Ok I just watched it! Crazy!!!!!


----------



## FABMAN (Dec 18, 2008)

cool! yah my buddy and I did one with a 600xlt and had similar results! It's the first pic's in the popo pic thread! ill find them.


----------



## FABMAN (Dec 18, 2008)




----------



## drtj (May 3, 2009)

My dad has a wheeler just line that. I'm putting the tranny back in monday. Is there a manual for it? Its a 2000 trailblazer.


----------



## FABMAN (Dec 18, 2008)

drtj said:


> My dad has a wheeler just line that. I'm putting the tranny back in monday. Is there a manual for it? Its a 2000 trailblazer.


Did you end up with my buddy's? He did sell it 2 years ago. Put up some pic's


----------



## drtj (May 3, 2009)

FABMAN said:


> Did you end up with my buddy's? He did sell it 2 years ago. Put up some pic's


No. It was bought brand new. I am putting the tranny in monday. Something broke in there. Its been apart for a while now. Hope I can remember how to put it back together. Does anyone know what everything has to be torqued to? Manual anyone?


----------



## FABMAN (Dec 18, 2008)

yah i have a book on it pm me with what you need to know.


----------



## drtj (May 3, 2009)

FABMAN said:


> yah i have a book on it pm me with what you need to know.

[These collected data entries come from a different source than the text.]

//! Renderer configuration.

use std::collections::HashMap;
use std::time::Duration;

/// Default chat stream endpoint, matching the development server.
pub const DEFAULT_ENDPOINT: &str = "http://localhost:8000/chat/stream";

/// Number of trailing thinking-trace lines shown in the live preview.
pub const DEFAULT_PREVIEW_LINES: usize = 3;

/// Configuration for the renderer and its HTTP transport.
///
/// # Example
/// ```
/// use std::time::Duration;
/// use chatstream::options::RendererOptions;
///
/// let options = RendererOptions::default()
///     .with_endpoint("http://localhost:9000/chat/stream".to_string())
///     .with_timeout(Duration::from_secs(120))
///     .with_preview_lines(5);
/// ```
#[derive(Debug, Clone)]
pub struct RendererOptions {
    /// Full URL of the SSE chat endpoint.
    pub endpoint: String,

    /// Request timeout. None means no client-side timeout, which is the
    /// sensible default for long-lived streaming responses.
    pub timeout: Option<Duration>,

    /// Optional proxy URL.
    pub proxy: Option<String>,

    /// Extra headers added to every request.
    pub extra_headers: Option<HashMap<String, String>>,

    /// Trailing lines of the thinking trace shown while streaming.
    pub preview_lines: usize,
}

impl Default for RendererOptions {
    fn default() -> Self {
        Self {
            endpoint: DEFAULT_ENDPOINT.to_string(),
            timeout: None,
            proxy: None,
            extra_headers: None,
            preview_lines: DEFAULT_PREVIEW_LINES,
        }
    }
}

impl RendererOptions {
    /// Set the chat stream endpoint URL.
    pub fn with_endpoint(mut self, endpoint: String) -> Self {
        self.endpoint = endpoint;
        self
    }

    /// Set the request timeout.
    pub fn with_timeout(mut self, timeout: Duration) -> Self {
        self.timeout = Some(timeout);
        self
    }

    /// Set the proxy URL.
    pub fn with_proxy(mut self, proxy: String) -> Self {
        self.proxy = Some(proxy);
        self
    }

    /// Add a single extra header.
    pub fn with_header(mut self, key: String, value: String) -> Self {
        self.extra_headers
            .get_or_insert_with(HashMap::new)
            .insert(key, value);
        self
    }

    /// Set the live thinking-preview line count.
    pub fn with_preview_lines(mut self, lines: usize) -> Self {
        self.preview_lines = lines;
        self
    }
}

#[cfg(test)]
mod tests {
    use super::*;

    #[test]
    fn test_defaults() {
        let options = RendererOptions::default();
        assert_eq!(options.endpoint, DEFAULT_ENDPOINT);
        assert_eq!(options.preview_lines, DEFAULT_PREVIEW_LINES);
        assert!(options.timeout.is_none());
        assert!(options.proxy.is_none());
        assert!(options.extra_headers.is_none());
    }

    #[test]
    fn test_builder_accumulates_headers() {
        let options = RendererOptions::default()
            .with_header("x-request-id".to_string(), "abc".to_string())
            .with_header("x-trace".to_string(), "1".to_string());
        let headers = options.extra_headers.expect("headers");
        assert_eq!(headers.len(), 2);
        assert_eq!(headers.get("x-request-id").map(String::as_str), Some("abc"));
    }
}
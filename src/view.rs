//! Render surface seam.
//!
//! The crate never touches a widget tree or the DOM directly; each session
//! renders through a [`MessageView`], the interface of one assistant message
//! bubble. Implementations are expected to use interior mutability — every
//! method takes `&self` so a view can be shared with the UI layer that owns
//! the actual render targets.

/// Render target for one assistant message: a response bubble plus an
/// optional thinking panel.
///
/// A fresh view is created per submission, so a superseded session keeps
/// rendering its own terminal state into its own bubble and can never touch
/// the bubble of the session that replaced it.
pub trait MessageView: Send + Sync {
    /// Render the full accumulated response text. Called with the complete
    /// accumulator on every fragment, replacing previous content, so the
    /// rendered state is always a consistent prefix of the stream.
    fn show_response(&self, text: &str);

    /// Reveal the thinking panel and render the live preview (the last few
    /// lines of the trace while streaming is active).
    fn show_thinking_preview(&self, preview: &str);

    /// Switch the thinking panel from live preview to the full trace,
    /// collapsed by default. Called once, at session end, and only if any
    /// thinking text was accumulated.
    fn show_thinking_full(&self, thinking: &str);

    /// Mark the bubble as errored (failure, server error, or interruption).
    fn mark_errored(&self);

    /// Toggle the live streaming visual state.
    fn set_live(&self, live: bool);
}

AWESOME!! If u don't mind I need to know about putting the tranny cases back together. Is there a specific torque for it & the primary & secondary. Thanks man. Also if you know how send it to phreebsd so he can add it to the site. Thanks for the help. Sorry to thread hijack!!


----------



## drtj (May 3, 2009)

Jon is this going to be one of ur mods? I would love to see that thing drag race a Brute, Polaris & Can-am.


----------



## ranceola (Sep 18, 2009)

very nice motor


----------



## Eight (Mar 24, 2010)

Come on Jon you know you want to.


----------



## Big D (Jun 23, 2009)

Geez, sounds like you never out-grow peer pressure, eh? Do you know how many times I've heard that phrase?


----------



## Polaris425 (Dec 16, 2004)

Sure I'll be glad to do it if ya'll want to fund it! :bigok:


----------



## Big D (Jun 23, 2009)

uh oh, I feel a price increase for subscribers coming on


----------



## Masher (Jan 16, 2009)

Sounds like a chain saw.


----------



## Eight (Mar 24, 2010)

Can't just got a new truck.


----------